Endoscopic retrograde cholangiopancreatography-related complications: risk stratification, prevention, and management

Affiliations
  • 1Department of Gastroenterology and Hepatology, Singapore General Hospital, Singapore
  • 2Duke-NUS Medical School, Singapore

Abstract

Endoscopic retrograde cholangiopancreatography (ERCP) plays a crucial role in the management of pancreaticobiliary disorders. Although the ERCP technique has been refined over the past five decades, it remains one of the endoscopic procedures with the highest rate of complications. Risk factors for ERCP-related complications are broadly classified into patient-, procedure-, and operator-related risk factors. Although non-modifiable, patient-related risk factors allow for the closer monitoring and instatement of preventive measures. Post-ERCP pancreatitis is the most common complication of ERCP. Risk reduction strategies include intravenous hydration, rectal nonsteroidal anti-inflammatory drugs, and pancreatic stent placement in selected patients. Perforation is associated with significant morbidity and mortality, and prompt recognition and treatment of ERCP-related perforations are key to ensuring good clinical outcomes. Endoscopy plays an expanding role in the treatment of perforations. Specific management strategies depend on the location of the perforation and the patient’s clinical status. The risk of post-ERCP bleeding can be attenuated by preprocedural optimization and adoption of intra-procedural techniques. Endoscopic measures are the mainstay of management for post-ERCP bleeding. Escalation to angioembolization or surgery may be required for refractory bleeding. Post-ERCP cholangitis can be reduced with antibiotic prophylaxis in high risk patients. Bile culture-directed therapy plays an important role in antimicrobial treatment.

Keyword

Bleeding; Endoscopic retrograde cholangiopancreatography; Infections; Pancreatitis; Perforation

Figure

  • Fig. 1. Stapfer type I perforation was seen in the duodenal wall opposite the major papilla.

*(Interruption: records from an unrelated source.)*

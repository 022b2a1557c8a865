//! Install engine
//!
//! [`Installer`] ties the pieces together for one run:
//! - asks an [`AssetProvider`] for assets and keeps the selected target groups
//! - copies plain assets with placeholder substitution, skipping files whose
//!   installed copy still matches the lock file
//! - merges structured assets into the user's settings through [`SettingsMerger`]
//! - records checksums of everything copied and writes the lock file last
//!
//! Any failure undoes the run through a [`Transaction`] and is reported as a
//! failed [`InstallResult`]; no error crosses `install`/`uninstall`.

pub mod discovery;
pub mod placeholders;
pub mod settings;
mod uninstall;


use std::collections::HashSet;
use std::path::{Path, PathBuf};

use tracing::{debug, info, warn};

pub use discovery::{AssetProvider, DirectoryAssetProvider};
pub use placeholders::PlaceholderMap;
pub use settings::SettingsMerger;
pub use uninstall::UninstallResult;

use crate::common::FileSystem;
use crate::config::lockfile::{FileRecord, Manifest, ManifestStore};
use crate::config::{InstallConfig, SettingsDocument};
use crate::error::{KitError, Result};
use crate::hash::{checksum_bytes, generate_checksum};
use crate::path_utils::to_forward_slashes;
use crate::transaction::Transaction;

/// Label passed to the progress callback for the lock file step
pub const WRITE_LOCK_FILE_STAGE: &str = "Writing lock file";

/// Progress callback: `(stage label, current index, total count)`
pub type ProgressFn<'p> = &'p mut dyn FnMut(&str, usize, usize);

/// Which target root an asset is installed under
#[derive(Debug, Clone, Copy, PartialEq, Eq, Hash)]
pub enum TargetGroup {
    Primary,
    Secondary,
}

impl TargetGroup {
    /// Directory name of this group inside a kit
    pub fn dir_name(self) -> &'static str {
        match self {
            TargetGroup::Primary => "primary",
            TargetGroup::Secondary => "secondary",
        }
    }
}

/// One installable file
#[derive(Debug, Clone, PartialEq, Eq)]
pub struct AssetDescriptor {
    pub source_path: PathBuf,
    /// Path below the target root, forward slashes
    pub relative_path: String,
    pub target_group: TargetGroup,
    /// Merged into an existing settings file instead of being copied
    pub is_structured: bool,
}

/// Target groups chosen by the caller
#[derive(Debug, Clone, Copy, PartialEq, Eq)]
pub struct InstallSelection {
    pub primary: bool,
    pub secondary: bool,
}

impl InstallSelection {
    pub fn all() -> Self {
        Self {
            primary: true,
            secondary: true,
        }
    }

    pub fn includes(self, group: TargetGroup) -> bool {
        match group {
            TargetGroup::Primary => self.primary,
            TargetGroup::Secondary => self.secondary,
        }
    }

    pub fn is_empty(self) -> bool {
        !self.primary && !self.secondary
    }
}

impl Default for InstallSelection {
    fn default() -> Self {
        Self::all()
    }
}

/// Outcome of [`Installer::install`]
#[derive(Debug, Clone, Default, PartialEq, Eq)]
pub struct InstallResult {
    pub success: bool,
    /// Destinations of every processed asset, empty on failure
    pub installed_paths: Vec<PathBuf>,
    /// Destinations left untouched because they already matched
    pub unchanged_paths: Vec<PathBuf>,
    pub errors: Vec<String>,
}

impl InstallResult {
    fn failed(error: &KitError) -> Self {
        Self {
            success: false,
            installed_paths: Vec::new(),
            unchanged_paths: Vec::new(),
            errors: vec![error.user_message()],
        }
    }
}

/// What a successful run produced
#[derive(Debug, Default)]
struct InstallOutcome {
    installed: Vec<PathBuf>,
    unchanged: Vec<PathBuf>,
    copied: Vec<PathBuf>,
}

/// Installs, checks and removes assets under two target roots
pub struct Installer<'a> {
    fs: &'a dyn FileSystem,
    provider: &'a dyn AssetProvider,
    config: InstallConfig,
}

impl<'a> Installer<'a> {
    pub fn new(fs: &'a dyn FileSystem, provider: &'a dyn AssetProvider, config: InstallConfig) -> Self {
        Self {
            fs,
            provider,
            config,
        }
    }

    pub fn config(&self) -> &InstallConfig {
        &self.config
    }

    fn store(&self) -> ManifestStore<'a> {
        ManifestStore::new(self.fs, &self.config.manifest_path)
    }

    fn placeholders(&self) -> PlaceholderMap {
        PlaceholderMap::new(&self.config.primary_root, &self.config.secondary_root)
    }

    fn root(&self, group: TargetGroup) -> &Path {
        match group {
            TargetGroup::Primary => &self.config.primary_root,
            TargetGroup::Secondary => &self.config.secondary_root,
        }
    }

    /// Where an asset is installed
    pub fn destination(&self, asset: &AssetDescriptor) -> PathBuf {
        self.root(asset.target_group).join(&asset.relative_path)
    }

    /// Whether a recorded path lives under a selected root
    fn is_selected_path(&self, selection: InstallSelection, path: &str) -> bool {
        [TargetGroup::Primary, TargetGroup::Secondary]
            .into_iter()
            .filter(|group| selection.includes(*group))
            .any(|group| Path::new(path).starts_with(self.root(group)))
    }

    fn selected_assets(&self, selection: InstallSelection) -> Result<Vec<AssetDescriptor>> {
        Ok(self
            .provider
            .list_assets()?
            .into_iter()
            .filter(|asset| selection.includes(asset.target_group))
            .collect())
    }

    /// Install the selected asset groups
    ///
    /// On failure every file written by this call is removed (or restored to
    /// its previous content) and the lock file is left as it was.
    pub fn install(
        &self,
        selection: InstallSelection,
        progress: Option<ProgressFn<'_>>,
    ) -> InstallResult {
        let mut transaction = Transaction::new(self.fs);

        match self.run_install(selection, &mut transaction, progress) {
            Ok(outcome) => {
                transaction.commit();
                info!(
                    installed = outcome.installed.len(),
                    copied = outcome.copied.len(),
                    unchanged = outcome.unchanged.len(),
                    "install complete"
                );
                InstallResult {
                    success: true,
                    installed_paths: outcome.installed,
                    unchanged_paths: outcome.unchanged,
                    errors: Vec::new(),
                }
            }
            Err(e) => {
                warn!(error = %e, "install failed, rolling back");
                let failures = transaction.rollback();
                if !failures.is_empty() {
                    warn!(count = failures.len(), "rollback left files behind");
                }
                InstallResult::failed(&e)
            }
        }
    }

    fn run_install(
        &self,
        selection: InstallSelection,
        transaction: &mut Transaction<'_>,
        mut progress: Option<ProgressFn<'_>>,
    ) -> Result<InstallOutcome> {
        let store = self.store();
        let assets = self.selected_assets(selection)?;
        let placeholders = self.placeholders();

        for group in [TargetGroup::Primary, TargetGroup::Secondary] {
            if selection.includes(group) {
                transaction.ensure_dir(self.root(group))?;
            }
        }

        let previous = store.read()?;
        let targets: Vec<PathBuf> = assets
            .iter()
            .filter(|asset| !asset.is_structured)
            .map(|asset| self.destination(asset))
            .collect();
        let stale: HashSet<String> = store
            .files_needing_reinstall(&targets)?
            .into_iter()
            .map(|record| record.path)
            .collect();

        let total = assets.len() + 1;
        let mut outcome = InstallOutcome::default();

        for (index, asset) in assets.iter().enumerate() {
            if let Some(report) = progress.as_mut() {
                report(&asset.relative_path, index + 1, total);
            }

            let dest = self.destination(asset);
            let step = if asset.is_structured {
                self.merge_structured(asset, &dest, &placeholders, transaction)
            } else {
                let recorded = previous
                    .as_ref()
                    .filter(|_| !stale.contains(&to_forward_slashes(&dest)))
                    .and_then(|manifest| manifest.find(&to_forward_slashes(&dest)))
                    .and_then(|record| record.checksum.as_deref());
                self.copy_asset(asset, &dest, &placeholders, recorded, transaction)
            };
            let written =
                step.map_err(|e| KitError::asset_copy(dest.display().to_string(), e))?;

            if written {
                if !asset.is_structured {
                    outcome.copied.push(dest.clone());
                }
            } else {
                outcome.unchanged.push(dest.clone());
            }
            outcome.installed.push(dest);
        }

        let mut records = self.carried_over_records(selection, previous.as_ref());
        for asset in assets.iter().filter(|asset| !asset.is_structured) {
            let dest = self.destination(asset);
            records.push(FileRecord::new(
                to_forward_slashes(&dest),
                generate_checksum(self.fs, &dest)?,
            ));
        }

        if let Some(report) = progress.as_mut() {
            report(WRITE_LOCK_FILE_STAGE, total, total);
        }
        let manifest_path = store.path().to_path_buf();
        let write_manifest = |transaction: &mut Transaction<'_>| -> Result<()> {
            if let Some(parent) = manifest_path.parent() {
                transaction.ensure_dir(parent)?;
            }
            transaction.track_write(&manifest_path)?;
            store.write(&records, &self.provider.tool_version())?;
            Ok(())
        };
        write_manifest(transaction)
            .map_err(|e| KitError::manifest_write(manifest_path.display().to_string(), e))?;

        Ok(outcome)
    }

    /// Records of groups this run did not touch
    fn carried_over_records(
        &self,
        selection: InstallSelection,
        previous: Option<&Manifest>,
    ) -> Vec<FileRecord> {
        previous
            .map(|manifest| {
                manifest
                    .records()
                    .filter(|record| !self.is_selected_path(selection, &record.path))
                    .cloned()
                    .collect()
            })
            .unwrap_or_default()
    }

    /// Copy a plain asset, returning whether the destination was written
    ///
    /// `recorded` is the lock file checksum of a destination that still
    /// matches it on disk; equal rendered content means nothing to write.
    fn copy_asset(
        &self,
        asset: &AssetDescriptor,
        dest: &Path,
        placeholders: &PlaceholderMap,
        recorded: Option<&str>,
        transaction: &mut Transaction<'_>,
    ) -> Result<bool> {
        let rendered = placeholders.substitute_bytes(self.fs.read(&asset.source_path)?);

        if recorded == Some(checksum_bytes(&rendered).as_str()) {
            debug!(path = %dest.display(), "unchanged, skipping");
            return Ok(false);
        }

        if let Some(parent) = dest.parent() {
            transaction.ensure_dir(parent)?;
        }
        transaction.track_write(dest)?;
        self.fs.write(dest, &rendered)?;
        debug!(path = %dest.display(), "installed");
        Ok(true)
    }

    fn merge_structured(
        &self,
        asset: &AssetDescriptor,
        dest: &Path,
        placeholders: &PlaceholderMap,
        transaction: &mut Transaction<'_>,
    ) -> Result<bool> {
        let source = self.fs.read(&asset.source_path)?;
        let fragment = std::str::from_utf8(&source)
            .map_err(|e| e.to_string())
            .and_then(SettingsDocument::from_json)
            .map_err(|reason| KitError::SettingsParseFailed {
                path: asset.source_path.display().to_string(),
                reason,
            })?;

        if let Some(parent) = dest.parent() {
            transaction.ensure_dir(parent)?;
        }
        transaction.track_write(dest)?;
        let before = self.fs.read_optional(dest)?;
        SettingsMerger::new(self.fs).merge_fragment(dest, &fragment, placeholders)?;
        let changed = self.fs.read_optional(dest)? != before;
        debug!(path = %dest.display(), changed, "merged settings");
        Ok(changed)
    }

    /// Installed files that a reinstall would rewrite
    pub fn status(&self, selection: InstallSelection) -> Result<Vec<FileRecord>> {
        let targets: Vec<PathBuf> = self
            .selected_assets(selection)?
            .iter()
            .filter(|asset| !asset.is_structured)
            .map(|asset| self.destination(asset))
            .collect();
        self.store().files_needing_reinstall(&targets)
    }
}
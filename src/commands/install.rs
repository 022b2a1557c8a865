//! Install command implementation

use console::Style;

use super::CommandContext;
use crate::cli::InstallArgs;
use crate::common::OsFileSystem;
use crate::error::{KitError, Result};
use crate::installer::{DirectoryAssetProvider, Installer};
use crate::progress::ProgressDisplay;

pub fn run(ctx: &CommandContext, args: &InstallArgs) -> Result<()> {
    let fs = OsFileSystem;
    let provider = DirectoryAssetProvider::open(&fs, &ctx.assets_dir)?;
    let installer = Installer::new(&fs, &provider, ctx.config.clone());

    let progress = ProgressDisplay::new();
    let mut report = |label: &str, current: usize, total: usize| {
        progress.update(label, current, total);
    };
    let result = installer.install(args.targets.selection(), Some(&mut report));

    if !result.success {
        progress.abandon();
        for error in &result.errors {
            eprintln!("{} {}", Style::new().red().bold().apply_to("✗"), error);
        }
        eprintln!("No changes were kept.");
        return Err(KitError::CommandFailed {
            command: "install".to_string(),
            count: result.errors.len(),
        });
    }
    progress.finish();

    let written = result.installed_paths.len() - result.unchanged_paths.len();
    println!(
        "{} Installed {} {} ({} updated, {} unchanged)",
        Style::new().green().bold().apply_to("✓"),
        Style::new().bold().apply_to(&provider.descriptor().name),
        provider.descriptor().version,
        written,
        result.unchanged_paths.len()
    );
    for path in result
        .installed_paths
        .iter()
        .filter(|path| !result.unchanged_paths.contains(path))
    {
        println!("  {}", path.display());
    }
    Ok(())
}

  • Fig. 2. Contrast leak was noted after deployment of one over-the-scope clip, indicating that defect was not completely closed.

  • Fig. 3. No further contrast leak was noted after placement of the second over-the-scope clip.

  • Fig. 4. Nasojejunal tube was inserted for suctioning to reduce the secretions traversing the region of the repaired perforation, as well as to ensure continuation of enteral nutrition.

  • Fig. 5. Management algorithm of post-endoscopic retrograde cholangiopancreatography bleeding. FCSEMS, fully covered self-expanding metal stent; GDA, gastroduodenal artery; SPDA, superior pancreaticoduodenal artery; IPDA, inferior pancreaticoduodenal artery.